Auf einem Schulfasching verkleidet sich der Senator als Che Guevara

Es ist das Protestjahr 1968, Berlins Regierender Bürgermeister Klaus Schütz hetzt gegen Langhaarige: „Ihr müsst ihnen genau ins Gesicht sehen. Dann wisst ihr, denen geht es nur darum, unsere freiheitliche Grundordnung zu zerstören.“ Carl-Heinz Evers ist aufgebracht: Werden jetzt also Langhaarige verfolgt? Sein elfjähriger Sohn, den die Wut des Vaters beeindruckt, lässt sich die Haare lang wachsen. Sein Vater, der Schulsenator, lässt ihn gewähren.

„Nackt wurde ich geboren, nicht als Demokrat oder Sozialist“, so eröffnet „Kalle“ Evers seine Autobiografie. Seine Eltern kaufen unter Hitler nicht mehr „beim Juden“, der Vater tritt der NSDAP bei, um nicht aufzufallen. „Nacherziehung“ in Sachen Demokratie und Sozialismus wird Kalle in einer befreundeten christlichen Familie zuteil, die er bei Fronturlauben regelmäßig besucht. Er tritt auch einer Christengemeinschaft bei. Gemeinsam beten sie für ein Ende des Krieges.

Seine spätere Frau Mechthild lernt Kalle per Brief kennen: In der Schule tauschen die Mädchen Feldpostnummern aus. Es gilt als schick, viele davon zu besitzen und die Soldaten an der Front mit Briefen aufzumuntern. Kalle schreibt ihr zurück. Bei einem kurzen Fronturlaub lernen sie sich kennen und heiraten noch während des Krieges.

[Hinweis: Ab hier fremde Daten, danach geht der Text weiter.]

//! Shader Module Cache
//!
//! [`ShaderManager`] maps a content key — canonical source path, entry
//! point, stage, and macro set — to a compiled `vk::ShaderModule`. Lookups
//! go through three levels:
//!
//! 1. the in-memory module map (process lifetime, never evicted);
//! 2. the on-disk bytecode cache, valid while the cache file is newer than
//!    the source's last write;
//! 3. the external compiler. A failed compile logs the diagnostic and
//!    yields `Ok(None)`; callers skip the stage rather than abort.
//!
//! Cache files carry a small format tag (see [`CACHE_MAGIC`]) so bytecode
//! written by an incompatible build reads as a miss instead of poisoning
//! the cache; freshness itself is purely an mtime comparison.

use std::fs;
use std::io::Cursor;
use std::path::{Path, PathBuf};
use std::time::SystemTime;

use ash::vk;
use rustc_hash::FxHashMap;
use uuid::Uuid;

use crate::errors::{Result, TalosError, VkResultExt};
use crate::renderer::device::Device;
use crate::shader::ShaderStage;
use crate::shader::compiler::ShaderCompiler;
use crate::shader::defines::DefineList;
use crate::shader::dependency::ShaderDependency;

/// Tag at the head of every cache file.
pub const CACHE_MAGIC: [u8; 4] = *b"TLSC";
/// Bumped whenever the artifact layout or compile option set changes in a
/// way that invalidates old bytecode.
pub const CACHE_FORMAT_VERSION: u32 = 1;
/// Cache file extension.
pub const CACHE_EXTENSION: &str = "spir";

const CACHE_HEADER_LEN: usize = CACHE_MAGIC.len() + size_of::<u32>();

/// Deterministic identifier for one (path, entry, stage, defines) request.
/// The macro set contributes in canonical order, so insertion order never
/// changes the key.
#[must_use]
pub fn cache_key(
    path: &Path,
    entry_point: &str,
    stage: ShaderStage,
    defines: &DefineList,
) -> Uuid {
    let key_string = format!(
        "{}_{}_{}_{}",
        path.display(),
        entry_point,
        stage.name(),
        defines.to_string_canonical()
    );
    Uuid::new_v5(&Uuid::NAMESPACE_OID, key_string.as_bytes())
}

/// Reads a cache file, validating the header. A wrong or truncated header
/// is a miss, never an error.
#[must_use]
pub fn read_cached_bytecode(cache_path: &Path) -> Option<Vec<u8>> {
    let data = fs::read(cache_path).ok()?;
    let (header, bytecode) = data.split_at_checked(CACHE_HEADER_LEN)?;
    if header[..CACHE_MAGIC.len()] != CACHE_MAGIC {
        return None;
    }
    let version = u32::from_le_bytes(header[CACHE_MAGIC.len()..].try_into().ok()?);
    if version != CACHE_FORMAT_VERSION {
        return None;
    }
    Some(bytecode.to_vec())
}

/// Writes header + bytecode to a cache file.
pub fn write_cached_bytecode(cache_path: &Path, bytecode: &[u8]) -> std::io::Result<()> {
    let mut data = Vec::with_capacity(CACHE_HEADER_LEN + bytecode.len());
    data.extend_from_slice(&CACHE_MAGIC);
    data.extend_from_slice(&CACHE_FORMAT_VERSION.to_le_bytes());
    data.extend_from_slice(bytecode);
    fs::write(cache_path, data)
}

/// Whether a cache artifact written at `cache_mtime` is still valid for a
/// source last written at `source_mtime`.
#[inline]
#[must_use]
pub fn is_cache_fresh(source_mtime: SystemTime, cache_mtime: SystemTime) -> bool {
    source_mtime <= cache_mtime
}

/// Loads bytecode from `cache_path` if the file exists, carries a valid
/// header, and is newer than `source_mtime`.
#[must_use]
pub fn probe_disk_cache(cache_path: &Path, source_mtime: SystemTime) -> Option<Vec<u8>> {
    let cache_mtime = fs::metadata(cache_path).and_then(|meta| meta.modified()).ok()?;
    if !is_cache_fresh(source_mtime, cache_mtime) {
        return None;
    }
    read_cached_bytecode(cache_path)
}

/// Content-keyed shader module cache.
///
/// Owns every module it hands out for the process lifetime; destroy with
/// [`ShaderManager::destroy`] before the device goes away.
pub struct ShaderManager {
    cache_dir: PathBuf,
    compiler: ShaderCompiler,
    modules: FxHashMap<Uuid, vk::ShaderModule>,
    bytecode: FxHashMap<Uuid, Vec<u8>>,
    dependencies: FxHashMap<PathBuf, ShaderDependency>,
}

impl ShaderManager {
    pub fn new(asset_root: PathBuf, cache_dir: PathBuf) -> Result<Self> {
        let compiler = ShaderCompiler::new(asset_root).map_err(TalosError::CompilerUnavailable)?;
        Ok(Self {
            cache_dir,
            compiler,
            modules: FxHashMap::default(),
            bytecode: FxHashMap::default(),
            dependencies: FxHashMap::default(),
        })
    }

    /// Loads (or reuses) the module for the given request.
    ///
    /// `Ok(None)` means the compile failed; the diagnostic has been logged
    /// and the caller is expected to run without that stage. Everything
    /// else that can go wrong — module creation, cache I/O on the read
    /// path — is fatal.
    pub fn load(
        &mut self,
        device: &Device,
        path: &Path,
        entry_point: &str,
        stage: ShaderStage,
        defines: &DefineList,
    ) -> Result<Option<vk::ShaderModule>> {
        let path = absolute_path(path);
        let key = cache_key(&path, entry_point, stage, defines);

        if let Some(&module) = self.modules.get(&key) {
            return Ok(Some(module));
        }

        let source_mtime = self.dependency(&path).last_write_time();
        let cache_path = self.cache_file_path(key);

        if let Some(bytecode) = probe_disk_cache(&cache_path, source_mtime) {
            log::debug!("shader cache hit for {} ({key})", path.display());
            let module = self.create_module(device, &bytecode)?;
            self.modules.insert(key, module);
            self.bytecode.insert(key, bytecode);
            return Ok(Some(module));
        }

        let bytecode = match self.compiler.compile(&path, entry_point, stage, defines) {
            Ok(bytecode) => bytecode,
            Err(diagnostic) => {
                log::warn!("failed to compile {} [{stage}]: {diagnostic}", path.display());
                return Ok(None);
            }
        };

        // A cache write failure costs a recompile next run, nothing more.
        if let Err(err) = fs::create_dir_all(&self.cache_dir)
            .and_then(|()| write_cached_bytecode(&cache_path, &bytecode))
        {
            log::warn!("cannot write shader cache {}: {err}", cache_path.display());
        }

        let module = self.create_module(device, &bytecode)?;
        self.modules.insert(key, module);
        self.bytecode.insert(key, bytecode);
        Ok(Some(module))
    }

    fn create_module(&self, device: &Device, bytecode: &[u8]) -> Result<vk::ShaderModule> {
        let words = ash::util::read_spv(&mut Cursor::new(bytecode))?;
        let create_info = vk::ShaderModuleCreateInfo::default().code(&words);
        unsafe { device.raw().create_shader_module(&create_info, None) }.vk_err()
    }

    /// The freshness dependency for a source path, interned per absolute
    /// path for the process lifetime.
    pub fn dependency(&mut self, path: &Path) -> &mut ShaderDependency {
        let path = absolute_path(path);
        self.dependencies
            .entry(path.clone())
            .or_insert_with(|| ShaderDependency::new(path))
    }

    /// Raw bytecode of a previously loaded module.
    #[must_use]
    pub fn bytecode(&self, key: Uuid) -> Option<&[u8]> {
        self.bytecode.get(&key).map(Vec::as_slice)
    }

    fn cache_file_path(&self, key: Uuid) -> PathBuf {
        self.cache_dir.join(format!("{key}.{CACHE_EXTENSION}"))
    }

    /// Destroys every cached module. Must run before the device.
    pub fn destroy(&mut self, device: &Device) {
        for (_, module) in self.modules.drain() {
            unsafe { device.raw().destroy_shader_module(module, None) };
        }
        self.bytecode.clear();
        self.dependencies.clear();
    }
}

fn absolute_path(path: &Path) -> PathBuf {
    if path.is_absolute() {
        path.to_path_buf()
    } else {
        std::path::absolute(path).unwrap_or_else(|_| path.to_path_buf())
    }
}

#[cfg(test)]
mod tests {
    use super::*;

    #[test]
    fn test_cache_key_is_stable() {
        let defines = DefineList::from(&[("A", 1)][..]);
        let a = cache_key(Path::new("/assets/pbr.hlsl"), "PSMain", ShaderStage::Fragment, &defines);
        let b = cache_key(Path::new("/assets/pbr.hlsl"), "PSMain", ShaderStage::Fragment, &defines);
        assert_eq!(a, b);
    }

    #[test]
    fn test_cache_key_ignores_define_order() {
        let mut forward = DefineList::new();
        forward.set("USE_SHADOWS", 1);
        forward.set("MAX_LIGHTS", 8);

        let mut reversed = DefineList::new();
        reversed.set("MAX_LIGHTS", 8);
        reversed.set("USE_SHADOWS", 1);

        let path = Path::new("/assets/forward.hlsl");
        assert_eq!(
            cache_key(path, "main", ShaderStage::Vertex, &forward),
            cache_key(path, "main", ShaderStage::Vertex, &reversed),
        );
    }

    #[test]
    fn test_cache_key_separates_requests() {
        let defines = DefineList::new();
        let path = Path::new("/assets/forward.hlsl");
        let base = cache_key(path, "main", ShaderStage::Vertex, &defines);

        assert_ne!(base, cache_key(path, "main2", ShaderStage::Vertex, &defines));
        assert_ne!(base, cache_key(path, "main", ShaderStage::Fragment, &defines));
        assert_ne!(
            base,
            cache_key(Path::new("/assets/other.hlsl"), "main", ShaderStage::Vertex, &defines)
        );
        let mut with_define = DefineList::new();
        with_define.set("X", 1);
        assert_ne!(base, cache_key(path, "main", ShaderStage::Vertex, &with_define));
    }

    #[test]
    fn test_freshness_comparison() {
        let earlier = SystemTime::UNIX_EPOCH;
        let later = SystemTime::UNIX_EPOCH + std::time::Duration::from_secs(10);
        assert!(is_cache_fresh(earlier, later));
        assert!(is_cache_fresh(later, later));
        assert!(!is_cache_fresh(later, earlier));
    }
}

Später, als Student in Halle, will Kalle gegen neues Unrecht nicht mehr nur anbeten. In Referaten zweifelt er die Ideologie an – und wird angefeindet als „Söldling des amerikanischen Imperialismus“. Er soll die Uni verlassen. Sein Studium setzt er in West-Berlin fort und wird Lehrer für Mathematik, Physik und Philosophie an einem Tempelhofer Gymnasium. Und er tritt der SPD bei.

Lehrer sollen das Wissen nicht diktieren, findet er. Sie sollen die Schüler zu eigenen Erkenntnissen führen. Um seine Ideen zur Schulbildung durchzusetzen, wechselt er in die Politik, wird Bezirks-, dann Landesschulrat und 1963 Schulsenator, ernannt von Willy Brandt.

In diesem Amt pflegt er einen ungewöhnlichen Umgang mit der Öffentlichkeit. Er ist viel in Schulen unterwegs, wo er mit Lehrern, Eltern und Schülern diskutiert. Er nimmt, als Che Guevara verkleidet, an einer Schulfaschingsfeier teil. Er äußert Verständnis für die Studentenproteste, an denen sich auch die beiden Töchter beteiligen. Die eine als Mitglied der Sozialistischen Einheitspartei Westberlins, die andere mit ihrer maoistischen Studentengruppe. Das bringt ihm Häme ein: „Der hat ja nicht mal seine eigenen Kinder im Griff!“

Sein wichtigstes Projekt ist die Einführung der Gesamtschule; alle Schüler, unabhängig von ihrer Herkunft, sollen hier zum Abitur gelangen. Die Gegner sprechen von „sozialistischen Schulexperimenten“. Kinder würden als „Versuchskaninchen“ missbraucht.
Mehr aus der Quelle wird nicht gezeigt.